- _WHAT IS REQUIRED_: What lines of the data below include the word "complete"? Report them by copying each.

──────────────────────────────

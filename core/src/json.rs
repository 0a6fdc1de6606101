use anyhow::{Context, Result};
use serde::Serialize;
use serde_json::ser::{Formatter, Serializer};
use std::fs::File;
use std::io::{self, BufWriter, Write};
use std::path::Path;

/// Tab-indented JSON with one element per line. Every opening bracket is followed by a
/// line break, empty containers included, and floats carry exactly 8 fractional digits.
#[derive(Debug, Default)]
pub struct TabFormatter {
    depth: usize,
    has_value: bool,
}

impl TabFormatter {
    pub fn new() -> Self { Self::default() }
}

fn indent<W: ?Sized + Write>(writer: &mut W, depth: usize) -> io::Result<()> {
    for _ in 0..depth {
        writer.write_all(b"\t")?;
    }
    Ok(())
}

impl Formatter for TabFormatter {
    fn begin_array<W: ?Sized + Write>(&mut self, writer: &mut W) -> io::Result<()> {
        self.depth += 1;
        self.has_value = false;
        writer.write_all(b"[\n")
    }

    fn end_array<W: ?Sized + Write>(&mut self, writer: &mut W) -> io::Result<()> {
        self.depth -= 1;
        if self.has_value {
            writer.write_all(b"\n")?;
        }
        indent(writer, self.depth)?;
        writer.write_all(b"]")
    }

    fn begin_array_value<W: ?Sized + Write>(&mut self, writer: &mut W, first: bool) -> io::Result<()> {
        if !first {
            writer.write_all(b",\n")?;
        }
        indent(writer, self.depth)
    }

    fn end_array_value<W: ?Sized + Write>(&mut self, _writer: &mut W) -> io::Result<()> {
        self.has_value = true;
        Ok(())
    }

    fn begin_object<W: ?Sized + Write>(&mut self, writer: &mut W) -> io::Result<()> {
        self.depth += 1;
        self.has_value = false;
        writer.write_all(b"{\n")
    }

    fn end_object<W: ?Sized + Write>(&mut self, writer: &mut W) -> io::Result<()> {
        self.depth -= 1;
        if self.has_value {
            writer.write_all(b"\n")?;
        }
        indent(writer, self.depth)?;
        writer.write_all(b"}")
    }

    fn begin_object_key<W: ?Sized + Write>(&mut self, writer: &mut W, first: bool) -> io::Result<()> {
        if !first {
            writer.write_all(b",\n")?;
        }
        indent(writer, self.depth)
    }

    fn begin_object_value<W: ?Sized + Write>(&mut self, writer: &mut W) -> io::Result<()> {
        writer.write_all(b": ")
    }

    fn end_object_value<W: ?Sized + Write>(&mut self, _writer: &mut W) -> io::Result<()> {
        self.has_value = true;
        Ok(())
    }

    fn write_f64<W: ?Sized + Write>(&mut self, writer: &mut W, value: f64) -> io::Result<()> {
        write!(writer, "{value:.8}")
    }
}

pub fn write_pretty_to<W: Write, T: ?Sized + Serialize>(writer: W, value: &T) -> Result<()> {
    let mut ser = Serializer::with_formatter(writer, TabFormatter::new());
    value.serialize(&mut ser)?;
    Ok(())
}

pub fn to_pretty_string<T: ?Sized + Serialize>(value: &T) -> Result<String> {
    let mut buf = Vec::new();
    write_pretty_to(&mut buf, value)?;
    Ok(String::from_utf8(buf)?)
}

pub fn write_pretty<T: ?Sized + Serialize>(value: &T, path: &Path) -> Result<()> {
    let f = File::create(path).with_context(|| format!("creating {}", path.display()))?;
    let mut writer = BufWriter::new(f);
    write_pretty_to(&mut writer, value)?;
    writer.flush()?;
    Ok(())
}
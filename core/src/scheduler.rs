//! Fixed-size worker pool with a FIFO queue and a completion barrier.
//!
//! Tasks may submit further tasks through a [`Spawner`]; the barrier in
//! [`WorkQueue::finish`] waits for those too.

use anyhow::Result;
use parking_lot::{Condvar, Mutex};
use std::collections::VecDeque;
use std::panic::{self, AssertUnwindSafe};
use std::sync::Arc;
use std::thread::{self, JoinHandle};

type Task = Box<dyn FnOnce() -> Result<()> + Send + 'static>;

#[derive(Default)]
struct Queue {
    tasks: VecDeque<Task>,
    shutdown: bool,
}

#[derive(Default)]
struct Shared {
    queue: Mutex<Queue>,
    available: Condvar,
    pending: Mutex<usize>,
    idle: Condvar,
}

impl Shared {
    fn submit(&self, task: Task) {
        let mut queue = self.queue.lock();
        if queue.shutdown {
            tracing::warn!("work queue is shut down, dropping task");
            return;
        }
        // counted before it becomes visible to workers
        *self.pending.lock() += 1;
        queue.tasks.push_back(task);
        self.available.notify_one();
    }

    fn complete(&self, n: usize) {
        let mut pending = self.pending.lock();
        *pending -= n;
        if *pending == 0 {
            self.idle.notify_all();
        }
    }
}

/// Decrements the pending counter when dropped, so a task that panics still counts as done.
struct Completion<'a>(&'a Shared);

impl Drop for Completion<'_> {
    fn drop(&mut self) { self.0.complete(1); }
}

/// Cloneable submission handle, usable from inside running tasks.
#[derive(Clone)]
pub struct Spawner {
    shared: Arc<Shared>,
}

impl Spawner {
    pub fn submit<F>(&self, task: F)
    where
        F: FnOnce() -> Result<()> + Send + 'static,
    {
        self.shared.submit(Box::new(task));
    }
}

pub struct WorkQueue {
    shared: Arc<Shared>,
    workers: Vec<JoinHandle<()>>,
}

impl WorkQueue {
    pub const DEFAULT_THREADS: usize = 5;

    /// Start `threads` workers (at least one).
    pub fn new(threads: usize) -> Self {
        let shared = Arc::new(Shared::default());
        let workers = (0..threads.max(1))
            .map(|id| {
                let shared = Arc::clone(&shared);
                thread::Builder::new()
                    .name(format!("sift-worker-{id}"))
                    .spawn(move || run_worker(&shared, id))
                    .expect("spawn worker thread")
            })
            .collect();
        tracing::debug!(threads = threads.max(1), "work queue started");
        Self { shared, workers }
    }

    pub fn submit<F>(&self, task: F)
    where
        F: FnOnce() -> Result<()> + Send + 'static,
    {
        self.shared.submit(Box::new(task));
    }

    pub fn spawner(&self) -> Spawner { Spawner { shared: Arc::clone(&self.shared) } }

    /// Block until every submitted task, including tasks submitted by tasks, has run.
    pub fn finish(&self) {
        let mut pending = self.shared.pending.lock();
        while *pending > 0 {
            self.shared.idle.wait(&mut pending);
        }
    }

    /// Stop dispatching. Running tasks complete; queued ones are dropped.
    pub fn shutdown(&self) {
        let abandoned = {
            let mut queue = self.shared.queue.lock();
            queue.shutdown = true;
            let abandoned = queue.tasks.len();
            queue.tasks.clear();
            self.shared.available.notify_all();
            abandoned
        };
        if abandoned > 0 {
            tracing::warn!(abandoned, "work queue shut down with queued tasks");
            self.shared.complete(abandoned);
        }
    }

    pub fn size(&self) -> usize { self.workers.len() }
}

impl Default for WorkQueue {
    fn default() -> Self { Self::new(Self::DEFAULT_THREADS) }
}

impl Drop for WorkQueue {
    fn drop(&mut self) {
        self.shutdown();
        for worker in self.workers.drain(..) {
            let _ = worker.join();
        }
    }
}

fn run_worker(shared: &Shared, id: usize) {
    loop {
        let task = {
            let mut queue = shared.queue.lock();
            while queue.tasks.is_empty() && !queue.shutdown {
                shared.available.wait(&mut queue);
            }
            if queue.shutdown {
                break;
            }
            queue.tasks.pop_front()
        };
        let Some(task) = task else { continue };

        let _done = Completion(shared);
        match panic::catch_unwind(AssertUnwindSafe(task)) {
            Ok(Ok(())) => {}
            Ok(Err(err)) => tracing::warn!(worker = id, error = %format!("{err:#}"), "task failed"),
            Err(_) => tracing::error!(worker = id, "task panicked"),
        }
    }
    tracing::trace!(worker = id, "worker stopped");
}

──────────────────────────────

- _EXPECTED ANSWER_:
    fn complete(&self, n: usize) {
    fn drop(&mut self) { self.0.complete(1); }
    /// Stop dispatching. Running tasks complete; queued ones are dropped.
            self.shared.complete(abandoned);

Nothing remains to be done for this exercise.